Du côté des droits TV, ces derniers sont menacés de chuter. Par exemple, le diffuseur historique du football français, Canal +, fragilisé par la crise dans ses activités de télévision payante, refuse de verser le 5 avril l’échéancier des droits (d’un montant de 110 millions d’euros, soit 15 % du montant annuel total) en raison de l’arrêt de la Ligue 1. Il évoque un cas de force majeure prévu dans le contrat[4]. BeIn Sports pourrait faire de même concernant le versement de 42 millions d’euros au mois d’avril.
L’incertitude est d’autant plus grande que Canal + et beIN Sports devaient effectuer un autre versement d’un montant total de 140 millions d’euros le 5 juin et pourraient chercher à renégocier à la baisse cette dernière échéance selon le nouveau calendrier de fin de cette saison.
Sans compter que la Ligue pourrait ne pas recevoir dans les délais convenus initialement les premiers versements de Mediapro pour la période 2020-24 qu’il avait acquis pour 780 millions d’euros par an[5]
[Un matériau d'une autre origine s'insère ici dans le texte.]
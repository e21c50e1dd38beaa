#![deny(warnings)]

// List directory contents

use crate::error::FileIoError;
use crate::operations::path_guard::PathGuard;
use crate::operations::{DirectoryEntry, EntryKind};

/// List the immediate children of the directory at `path`, in the order the
/// filesystem returns them.
///
/// Entry types come from the directory entry itself, so symlinks are not
/// followed; anything that is not a directory is reported as a file.
pub async fn list_directory(
    guard: &PathGuard,
    path: &str,
) -> Result<Vec<DirectoryEntry>, FileIoError> {
    let dir = guard.authorize(path).await?;

    let mut read_dir = tokio::fs::read_dir(&dir)
        .await
        .map_err(|e| FileIoError::from_io_error("list directory", path, e))?;

    let mut entries = Vec::new();
    while let Some(entry) = read_dir
        .next_entry()
        .await
        .map_err(|e| FileIoError::from_io_error("read directory entry in", path, e))?
    {
        let name = entry.file_name().to_string_lossy().into_owned();
        let file_type = entry.file_type().await.map_err(|e| {
            FileIoError::from_io_error("read metadata for", &format!("{}/{}", path, name), e)
        })?;

        let kind = if file_type.is_dir() {
            EntryKind::Directory
        } else {
            EntryKind::File
        };
        entries.push(DirectoryEntry { name, kind });
    }

    Ok(entries)
}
En outre, les négociations de transfert sont en pause ; le mercato pourrait reculer (sans compter l’impact du Brexit et la chute de la valeur des joueurs[6] en cas de report de la saison actuelle), ce qui poserait de nouveaux problèmes de trésorerie pour certains clubs qui n’hésitaient pas à équilibrer leur comptes (avant le passage à la DNCG) en vendant des joueurs au mois de juin. Or, la vente de joueurs représente 25 % des recettes des clubs de Ligue 1 et ont atteint 635 millions d’euros de plus-values en 2019.
Par ailleurs, certains sponsors, fragilisés par la crise économique actuelle consécutive, pourraient décider de ne pas renouveler leurs partenariats. On peut ainsi s’interroger sur le futur contrat de naming du stade de l’Olympique Lyonnais avec la compagnie aérienne Emirates, dont le secteur est durement touché par la crise présente.
Enfin, les recettes billetterie et matchday (billets, buvette, boutique)[7] sont à l’arrêt du fait des huit clos, puis des reports des compétitions sportives de football. La perte serait ainsi de 30 % (environ 31,5 millions d’euros) pour le cas du PSG par rapport aux 105 millions d’euros qu’il a enregistré l’année passée ; sans compter la chute des activités annexes[8] .
Or, en cette période d’urgence économique, la survie financière de certains clubs professionnels est en jeu afin d’éviter la faillite, comme celui vient de se produire avec le club slovaque Zilina, sept fois champion de Slovaquie (dont la dernière fois en 2017) suite à l’échec des négociations des joueurs à baisser temporairement leur salaire durant cette crise (L’Equipe, 30 mars 2020[9]).
Trois solutions peuvent être proposées pour faire face à cette situation exceptionnelle de crise :
1) la réduction des salaires des joueurs, comme cela s’est mise en place entre autres, à la Juventus, au Borussia Dortmund et au FC Barcelone (70 % demandé par le club auquel s’est ajouté 2 % de la part des joueurs), afin de garantir le versement des salaires à tout le personnel non sportif, au chômage partiel ;
2) une aide de l’Etat, voire des fédérations et des ligues, à travers le report des cotisations sociales, des impôts, le rééchelonnement des crédits bancaires via la garantie apportée par la Banque Publique d’Investissement (BPI) ;
3) un emprunt collectif avec en garantie les droits TV actuels (Canal +/BeIn Sports) et/ou à venir (Mediapro/Canal +) contre un prêt d’un montant de 200-250 millions d’euros ».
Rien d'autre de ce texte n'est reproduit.